▶

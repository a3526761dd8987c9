//! Copy-to-clipboard with a transient confirmation
//!
//! The system clipboard is tried first. When it is missing or refuses the
//! write, a fallback backend (for the desktop shell, a selection-based copy
//! inside the webview) is used instead. Either success raises the
//! confirmation flag for a fixed hold; a later copy restarts the hold.

use std::sync::atomic::{AtomicU64, Ordering};
use std::sync::Arc;
use std::time::Duration;

use async_trait::async_trait;
use parking_lot::Mutex;
use tokio::sync::{watch, Mutex as AsyncMutex};

use crate::error::FolioResult;

/// Something that can receive text
///
/// Resolves once the write is known to have landed, or with the reason it
/// did not.
#[async_trait]
pub trait ClipboardBackend: Send {
    async fn write_text(&mut self, text: &str) -> FolioResult<()>;
}

/// In-memory selection buffer
///
/// Stands in for "select the text and copy the selection". Clones share
/// the same buffer.
#[derive(Debug, Clone, Default)]
pub struct SelectionBuffer {
    contents: Arc<Mutex<Option<String>>>,
}

impl SelectionBuffer {
    pub fn new() -> Self {
        Self::default()
    }

    pub fn contents(&self) -> Option<String> {
        self.contents.lock().clone()
    }
}

#[async_trait]
impl ClipboardBackend for SelectionBuffer {
    async fn write_text(&mut self, text: &str) -> FolioResult<()> {
        *self.contents.lock() = Some(text.to_string());
        Ok(())
    }
}

#[derive(Debug, Clone, Copy, PartialEq, Eq)]
pub enum CopyMethod {
    Primary,
    Fallback,
}

#[derive(Debug, Clone, Copy, PartialEq, Eq)]
pub enum CopyOutcome {
    Copied(CopyMethod),
    Failed,
}

impl CopyOutcome {
    pub fn is_copied(&self) -> bool {
        matches!(self, CopyOutcome::Copied(_))
    }
}

pub struct ClipboardCopier {
    primary: Option<AsyncMutex<Box<dyn ClipboardBackend>>>,
    fallback: AsyncMutex<Box<dyn ClipboardBackend>>,
    feedback: watch::Sender<bool>,
    generation: AtomicU64,
    hold: Duration,
}

impl std::fmt::Debug for ClipboardCopier {
    fn fmt(&self, f: &mut std::fmt::Formatter<'_>) -> std::fmt::Result {
        f.debug_struct("ClipboardCopier")
            .field("has_primary", &self.primary.is_some())
            .field("showing", &*self.feedback.borrow())
            .field("hold", &self.hold)
            .finish()
    }
}

impl ClipboardCopier {
    /// `primary` is `None` when no system clipboard is available
    pub fn new(
        primary: Option<Box<dyn ClipboardBackend>>,
        fallback: Box<dyn ClipboardBackend>,
        hold: Duration,
    ) -> Self {
        let (feedback, _) = watch::channel(false);
        Self {
            primary: primary.map(AsyncMutex::new),
            fallback: AsyncMutex::new(fallback),
            feedback,
            generation: AtomicU64::new(0),
            hold,
        }
    }

    /// Watch the confirmation flag
    pub fn subscribe(&self) -> watch::Receiver<bool> {
        self.feedback.subscribe()
    }

    pub fn is_showing(&self) -> bool {
        *self.feedback.borrow()
    }

    /// Copy `text`, show the confirmation, and clear it after the hold.
    ///
    /// Resolves once the hold has elapsed (or immediately on failure).
    pub async fn copy(&self, text: &str) -> CopyOutcome {
        let method = match self.write(text).await {
            Some(method) => method,
            None => return CopyOutcome::Failed,
        };

        let generation = self.generation.fetch_add(1, Ordering::SeqCst) + 1;
        self.feedback.send_replace(true);
        tracing::debug!(?method, "Copied to clipboard");

        tokio::time::sleep(self.hold).await;

        // A newer copy owns the flag now
        if self.generation.load(Ordering::SeqCst) == generation {
            self.feedback.send_replace(false);
        }
        CopyOutcome::Copied(method)
    }

    async fn write(&self, text: &str) -> Option<CopyMethod> {
        if let Some(primary) = &self.primary {
            match primary.lock().await.write_text(text).await {
                Ok(()) => return Some(CopyMethod::Primary),
                Err(e) => tracing::debug!(error = %e, "System clipboard refused, using fallback"),
            }
        }
        match self.fallback.lock().await.write_text(text).await {
            Ok(()) => Some(CopyMethod::Fallback),
            Err(e) => {
                tracing::warn!(error = %e, "Copy failed");
                None
            }
        }
    }
}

◀

▶ [Task instructions]: From the first line to the last, reproduce the material word for word.

▶ [Exercise output]:
repository a3526761dd8987c9
//! Copy-to-clipboard with a transient confirmation
//!
//! The system clipboard is tried first. When it is missing or refuses the
//! write, a fallback backend (for the desktop shell, a selection-based copy
//! inside the webview) is used instead. Either success raises the
//! confirmation flag for a fixed hold; a later copy restarts the hold.

use std::sync::atomic::{AtomicU64, Ordering};
use std::sync::Arc;
use std::time::Duration;

use async_trait::async_trait;
use parking_lot::Mutex;
use tokio::sync::{watch, Mutex as AsyncMutex};

use crate::error::FolioResult;

/// Something that can receive text
///
/// Resolves once the write is known to have landed, or with the reason it
/// did not.
#[async_trait]
pub trait ClipboardBackend: Send {
    async fn write_text(&mut self, text: &str) -> FolioResult<()>;
}

/// In-memory selection buffer
///
/// Stands in for "select the text and copy the selection". Clones share
/// the same buffer.
#[derive(Debug, Clone, Default)]
pub struct SelectionBuffer {
    contents: Arc<Mutex<Option<String>>>,
}

impl SelectionBuffer {
    pub fn new() -> Self {
        Self::default()
    }

    pub fn contents(&self) -> Option<String> {
        self.contents.lock().clone()
    }
}

#[async_trait]
impl ClipboardBackend for SelectionBuffer {
    async fn write_text(&mut self, text: &str) -> FolioResult<()> {
        *self.contents.lock() = Some(text.to_string());
        Ok(())
    }
}

#[derive(Debug, Clone, Copy, PartialEq, Eq)]
pub enum CopyMethod {
    Primary,
    Fallback,
}

#[derive(Debug, Clone, Copy, PartialEq, Eq)]
pub enum CopyOutcome {
    Copied(CopyMethod),
    Failed,
}

impl CopyOutcome {
    pub fn is_copied(&self) -> bool {
        matches!(self, CopyOutcome::Copied(_))
    }
}

pub struct ClipboardCopier {
    primary: Option<AsyncMutex<Box<dyn ClipboardBackend>>>,
    fallback: AsyncMutex<Box<dyn ClipboardBackend>>,
    feedback: watch::Sender<bool>,
    generation: AtomicU64,
    hold: Duration,
}

impl std::fmt::Debug for ClipboardCopier {
    fn fmt(&self, f: &mut std::fmt::Formatter<'_>) -> std::fmt::Result {
        f.debug_struct("ClipboardCopier")
            .field("has_primary", &self.primary.is_some())
            .field("showing", &*self.feedback.borrow())
            .field("hold", &self.hold)
            .finish()
    }
}

impl ClipboardCopier {
    /// `primary` is `None` when no system clipboard is available
    pub fn new(
        primary: Option<Box<dyn ClipboardBackend>>,
        fallback: Box<dyn ClipboardBackend>,
        hold: Duration,
    ) -> Self {
        let (feedback, _) = watch::channel(false);
        Self {
            primary: primary.map(AsyncMutex::new),
            fallback: AsyncMutex::new(fallback),
            feedback,
            generation: AtomicU64::new(0),
            hold,
        }
    }

    /// Watch the confirmation flag
    pub fn subscribe(&self) -> watch::Receiver<bool> {
        self.feedback.subscribe()
    }

    pub fn is_showing(&self) -> bool {
        *self.feedback.borrow()
    }

    /// Copy `text`, show the confirmation, and clear it after the hold.
    ///
    /// Resolves once the hold has elapsed (or immediately on failure).
    pub async fn copy(&self, text: &str) -> CopyOutcome {
        let method = match self.write(text).await {
            Some(method) => method,
            None => return CopyOutcome::Failed,
        };

        let generation = self.generation.fetch_add(1, Ordering::SeqCst) + 1;
        self.feedback.send_replace(true);
        tracing::debug!(?method, "Copied to clipboard");

        tokio::time::sleep(self.hold).await;

        // A newer copy owns the flag now
        if self.generation.load(Ordering::SeqCst) == generation {
            self.feedback.send_replace(false);
        }
        CopyOutcome::Copied(method)
    }

    async fn write(&self, text: &str) -> Option<CopyMethod> {
        if let Some(primary) = &self.primary {
            match primary.lock().await.write_text(text).await {
                Ok(()) => return Some(CopyMethod::Primary),
                Err(e) => tracing::debug!(error = %e, "System clipboard refused, using fallback"),
            }
        }
        match self.fallback.lock().await.write_text(text).await {
            Ok(()) => Some(CopyMethod::Fallback),
            Err(e) => {
                tracing::warn!(error = %e, "Copy failed");
                None
            }
        }
    }
}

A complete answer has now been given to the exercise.